◆ BRIEF ◆
Nothing but the data itself, reproduced exactly, is the expected answer.

◆ GIVEN DATA ◆
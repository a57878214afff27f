//! Apply run identifiers.

use chrono::{DateTime, Utc};
use derive_more::Display;
use serde::{Deserialize, Serialize};
use uuid::Uuid;

/// Identifies one apply or destroy run. UUIDv7, so runs sort by start time.
#[derive(Debug, Clone, Copy, PartialEq, Eq, PartialOrd, Ord, Hash, Serialize, Deserialize, Display)]
#[display("run-{_0}")]
#[serde(transparent)]
pub struct RunId(Uuid);

impl RunId {
    pub fn new() -> Self {
        Self(Uuid::now_v7())
    }

    /// Start time encoded in the id, at millisecond precision.
    pub fn started_at(&self) -> Option<DateTime<Utc>> {
        let (secs, nanos) = self.0.get_timestamp()?.to_unix();
        DateTime::from_timestamp(secs as i64, nanos)
    }
}

impl Default for RunId {
    fn default() -> Self {
        Self::new()
    }
}

#[cfg(test)]
mod tests {
    use super::*;

    #[test]
    fn test_run_ids_are_distinct() {
        let first = RunId::new();
        let second = RunId::new();
        assert_ne!(first, second);
        assert!(first.to_string().starts_with("run-"));
    }

    #[test]
    fn test_started_at_is_recent() {
        let before = Utc::now() - chrono::Duration::seconds(1);
        let started = RunId::new().started_at().unwrap();
        assert!(started >= before);
    }
}
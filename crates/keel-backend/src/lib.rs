//! Backends for Keel.
//!
//! - [`MemoryCloud`] - a deterministic in-process cloud used by tests and local runs
//! - [`MemoryStateStore`] / [`FileStateStore`] - stack state persistence

pub mod memory;
pub mod state;

pub use memory::MemoryCloud;
pub use state::{FileStateStore, MemoryStateStore};
#[cfg(test)]
mod tests {
    use super::*;

    #[test]
    fn test_empty_document_uses_defaults() {
        let config = parse_project_config("").unwrap();
        assert_eq!(config, ProjectConfig::default());
        assert_eq!(config.production_stack, "prod");
        assert_eq!(config.application.container.port, 3000);
    }

    #[test]
    fn test_parse_full_project() {
        let kdl = r#"
            project "blog"
            org "acme"
            production-stack "main"

            foundation {
                database name="blog" username="admin" port=5433 min-capacity=1 max-capacity=8
                load-balancer port=8080
                media-bucket public=#false
                bastion enabled=#false
            }

            application {
                container name="blog" port=3001 cpu=512 memory=1024
                health-check path="/healthz" interval=10
                image context="." tag="v1"
                env {
                    NODE_ENV "production"
                }
            }
        "#;

        let config = parse_project_config(kdl).unwrap();
        assert_eq!(config.project, "blog");
        assert_eq!(config.org.as_deref(), Some("acme"));
        assert_eq!(config.production_stack, "main");
        assert_eq!(config.foundation.database.username, "admin");
        assert_eq!(config.foundation.database.port, 5433);
        assert_eq!(config.foundation.listener_port, 8080);
        assert!(!config.foundation.media_bucket_public);
        assert!(!config.foundation.bastion.enabled);
        assert_eq!(config.application.container.memory, 1024);
        assert_eq!(config.application.health_check.path, "/healthz");
        assert_eq!(config.application.health_check.timeout_seconds, 5);
        assert_eq!(config.application.image.tag, "v1");
        assert_eq!(
            config.application.env.get("NODE_ENV").map(String::as_str),
            Some("production")
        );
    }

    #[test]
    fn test_rejects_inverted_capacity() {
        let kdl = r#"
            foundation {
                database min-capacity=8 max-capacity=2
            }
        "#;
        let err = parse_project_config(kdl).unwrap_err();
        assert!(matches!(err, ConfigError::InvalidValue { .. }));
    }

    #[test]
    fn test_rejects_out_of_range_port() {
        let kdl = r#"
            application {
                container port=70000
            }
        "#;
        assert!(matches!(
            parse_project_config(kdl).unwrap_err(),
            ConfigError::InvalidValue { .. }
        ));
    }

    #[test]
    fn test_availability_zones_are_bounded() {
        let zones = |n: u32| format!("foundation {{\n network availability-zones={}\n}}", n);
        assert_eq!(
            parse_project_config(&zones(6)).unwrap().foundation.availability_zones,
            6
        );
        for n in [0, 7, 200] {
            assert!(matches!(
                parse_project_config(&zones(n)).unwrap_err(),
                ConfigError::InvalidValue { .. }
            ));
        }
    }

    #[test]
    fn test_rejects_non_integer_value() {
        let kdl = r#"
            application {
                container cpu="lots"
            }
        "#;
        assert!(parse_project_config(kdl).is_err());
    }

    #[test]
    fn test_rejects_duplicate_sections() {
        let kdl = r#"
            foundation {}
            foundation {}
        "#;
        assert!(matches!(
            parse_project_config(kdl).unwrap_err(),
            ConfigError::Duplicate(_)
        ));
    }
}
//! Media storage abstraction.

use async_trait::async_trait;
use bytes::Bytes;

use crate::Result;

/// Trait for media storage backends.
///
/// Every variant exposes the same capability set, so callers never need to
/// know which one is active.
#[async_trait]
pub trait MediaStorage: Send + Sync {
    /// Name of this backend.
    fn name(&self) -> &'static str;

    /// Store `data` at `path` and return its public URL.
    async fn upload(&self, path: &str, data: Bytes) -> Result<String>;

    /// Delete a previously uploaded object by its public URL.
    async fn delete(&self, url: &str) -> Result<()>;

    /// Public URL an object stored at `path` is served from.
    fn url_for(&self, path: &str) -> String;
}
//! Persisted stack state.

use async_trait::async_trait;
use chrono::{DateTime, Utc};
use serde::{Deserialize, Serialize};
use std::collections::BTreeMap;

use crate::Result;
use crate::contract::Outputs;
use crate::resource::ResourceState;
use crate::stack::{Stack, StackKind, StackStatus};

/// Everything recorded about a stack after an apply.
#[derive(Debug, Clone, PartialEq, Serialize, Deserialize)]
pub struct StackState {
    pub stack: Stack,
    pub status: StackStatus,
    /// Converged resources keyed by logical name.
    pub resources: BTreeMap<String, ResourceState>,
    /// Outputs published for other stacks.
    pub outputs: Outputs,
    pub created_at: DateTime<Utc>,
    pub updated_at: DateTime<Utc>,
}

impl StackState {
    pub fn new(stack: Stack) -> Self {
        let now = Utc::now();
        Self {
            stack,
            status: StackStatus::Pending,
            resources: BTreeMap::new(),
            outputs: Outputs::new(),
            created_at: now,
            updated_at: now,
        }
    }

    pub fn resource(&self, logical_name: &str) -> Option<&ResourceState> {
        self.resources.get(logical_name)
    }
}

/// Trait for stack state storage backends.
#[async_trait]
pub trait StateStore: Send + Sync {
    /// Load the state of a stack, if it has ever been applied.
    async fn load(&self, kind: StackKind, name: &str) -> Result<Option<StackState>>;

    /// Save (replace) the state of a stack.
    async fn save(&self, state: &StackState) -> Result<()>;

    /// Remove the state of a stack.
    async fn delete(&self, kind: StackKind, name: &str) -> Result<()>;

    /// List stored stacks.
    async fn list(&self) -> Result<Vec<Stack>>;
}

◆ PROBLEM SOLUTION ◆
repository a57878214afff27f
//! Apply run identifiers.

use chrono::{DateTime, Utc};
use derive_more::Display;
use serde::{Deserialize, Serialize};
use uuid::Uuid;

/// Identifies one apply or destroy run. UUIDv7, so runs sort by start time.
#[derive(Debug, Clone, Copy, PartialEq, Eq, PartialOrd, Ord, Hash, Serialize, Deserialize, Display)]
#[display("run-{_0}")]
#[serde(transparent)]
pub struct RunId(Uuid);

impl RunId {
    pub fn new() -> Self {
        Self(Uuid::now_v7())
    }

    /// Start time encoded in the id, at millisecond precision.
    pub fn started_at(&self) -> Option<DateTime<Utc>> {
        let (secs, nanos) = self.0.get_timestamp()?.to_unix();
        DateTime::from_timestamp(secs as i64, nanos)
    }
}

impl Default for RunId {
    fn default() -> Self {
        Self::new()
    }
}

#[cfg(test)]
mod tests {
    use super::*;

    #[test]
    fn test_run_ids_are_distinct() {
        let first = RunId::new();
        let second = RunId::new();
        assert_ne!(first, second);
        assert!(first.to_string().starts_with("run-"));
    }

    #[test]
    fn test_started_at_is_recent() {
        let before = Utc::now() - chrono::Duration::seconds(1);
        let started = RunId::new().started_at().unwrap();
        assert!(started >= before);
    }
}
filename crates/keel-backend/src/lib.rs
//! Backends for Keel.
//!
//! - [`MemoryCloud`] - a deterministic in-process cloud used by tests and local runs
//! - [`MemoryStateStore`] / [`FileStateStore`] - stack state persistence

pub mod memory;
pub mod state;

pub use memory::MemoryCloud;
pub use state::{FileStateStore, MemoryStateStore};
#[cfg(test)]
mod tests {
    use super::*;

    #[test]
    fn test_empty_document_uses_defaults() {
        let config = parse_project_config("").unwrap();
        assert_eq!(config, ProjectConfig::default());
        assert_eq!(config.production_stack, "prod");
        assert_eq!(config.application.container.port, 3000);
    }

    #[test]
    fn test_parse_full_project() {
        let kdl = r#"
            project "blog"
            org "acme"
            production-stack "main"

            foundation {
                database name="blog" username="admin" port=5433 min-capacity=1 max-capacity=8
                load-balancer port=8080
                media-bucket public=#false
                bastion enabled=#false
            }

            application {
                container name="blog" port=3001 cpu=512 memory=1024
                health-check path="/healthz" interval=10
                image context="." tag="v1"
                env {
                    NODE_ENV "production"
                }
            }
        "#;

        let config = parse_project_config(kdl).unwrap();
        assert_eq!(config.project, "blog");
        assert_eq!(config.org.as_deref(), Some("acme"));
        assert_eq!(config.production_stack, "main");
        assert_eq!(config.foundation.database.username, "admin");
        assert_eq!(config.foundation.database.port, 5433);
        assert_eq!(config.foundation.listener_port, 8080);
        assert!(!config.foundation.media_bucket_public);
        assert!(!config.foundation.bastion.enabled);
        assert_eq!(config.application.container.memory, 1024);
        assert_eq!(config.application.health_check.path, "/healthz");
        assert_eq!(config.application.health_check.timeout_seconds, 5);
        assert_eq!(config.application.image.tag, "v1");
        assert_eq!(
            config.application.env.get("NODE_ENV").map(String::as_str),
            Some("production")
        );
    }

    #[test]
    fn test_rejects_inverted_capacity() {
        let kdl = r#"
            foundation {
                database min-capacity=8 max-capacity=2
            }
        "#;
        let err = parse_project_config(kdl).unwrap_err();
        assert!(matches!(err, ConfigError::InvalidValue { .. }));
    }

    #[test]
    fn test_rejects_out_of_range_port() {
        let kdl = r#"
            application {
                container port=70000
            }
        "#;
        assert!(matches!(
            parse_project_config(kdl).unwrap_err(),
            ConfigError::InvalidValue { .. }
        ));
    }

    #[test]
    fn test_availability_zones_are_bounded() {
        let zones = |n: u32| format!("foundation {{\n network availability-zones={}\n}}", n);
        assert_eq!(
            parse_project_config(&zones(6)).unwrap().foundation.availability_zones,
            6
        );
        for n in [0, 7, 200] {
            assert!(matches!(
                parse_project_config(&zones(n)).unwrap_err(),
                ConfigError::InvalidValue { .. }
            ));
        }
    }

    #[test]
    fn test_rejects_non_integer_value() {
        let kdl = r#"
            application {
                container cpu="lots"
            }
        "#;
        assert!(parse_project_config(kdl).is_err());
    }

    #[test]
    fn test_rejects_duplicate_sections() {
        let kdl = r#"
            foundation {}
            foundation {}
        "#;
        assert!(matches!(
            parse_project_config(kdl).unwrap_err(),
            ConfigError::Duplicate(_)
        ));
    }
}
//! Media storage abstraction.

use async_trait::async_trait;
use bytes::Bytes;

use crate::Result;

/// Trait for media storage backends.
///
/// Every variant exposes the same capability set, so callers never need to
/// know which one is active.
#[async_trait]
pub trait MediaStorage: Send + Sync {
    /// Name of this backend.
    fn name(&self) -> &'static str;

    /// Store `data` at `path` and return its public URL.
    async fn upload(&self, path: &str, data: Bytes) -> Result<String>;

    /// Delete a previously uploaded object by its public URL.
    async fn delete(&self, url: &str) -> Result<()>;

    /// Public URL an object stored at `path` is served from.
    fn url_for(&self, path: &str) -> String;
}
//! Persisted stack state.

use async_trait::async_trait;
use chrono::{DateTime, Utc};
use serde::{Deserialize, Serialize};
use std::collections::BTreeMap;

use crate::Result;
use crate::contract::Outputs;
use crate::resource::ResourceState;
use crate::stack::{Stack, StackKind, StackStatus};

/// Everything recorded about a stack after an apply.
#[derive(Debug, Clone, PartialEq, Serialize, Deserialize)]
pub struct StackState {
    pub stack: Stack,
    pub status: StackStatus,
    /// Converged resources keyed by logical name.
    pub resources: BTreeMap<String, ResourceState>,
    /// Outputs published for other stacks.
    pub outputs: Outputs,
    pub created_at: DateTime<Utc>,
    pub updated_at: DateTime<Utc>,
}

impl StackState {
    pub fn new(stack: Stack) -> Self {
        let now = Utc::now();
        Self {
            stack,
            status: StackStatus::Pending,
            resources: BTreeMap::new(),
            outputs: Outputs::new(),
            created_at: now,
            updated_at: now,
        }
    }

    pub fn resource(&self, logical_name: &str) -> Option<&ResourceState> {
        self.resources.get(logical_name)
    }
}

/// Trait for stack state storage backends.
#[async_trait]
pub trait StateStore: Send + Sync {
    /// Load the state of a stack, if it has ever been applied.
    async fn load(&self, kind: StackKind, name: &str) -> Result<Option<StackState>>;

    /// Save (replace) the state of a stack.
    async fn save(&self, state: &StackState) -> Result<()>;

    /// Remove the state of a stack.
    async fn delete(&self, kind: StackKind, name: &str) -> Result<()>;

    /// List stored stacks.
    async fn list(&self) -> Result<Vec<Stack>>;
}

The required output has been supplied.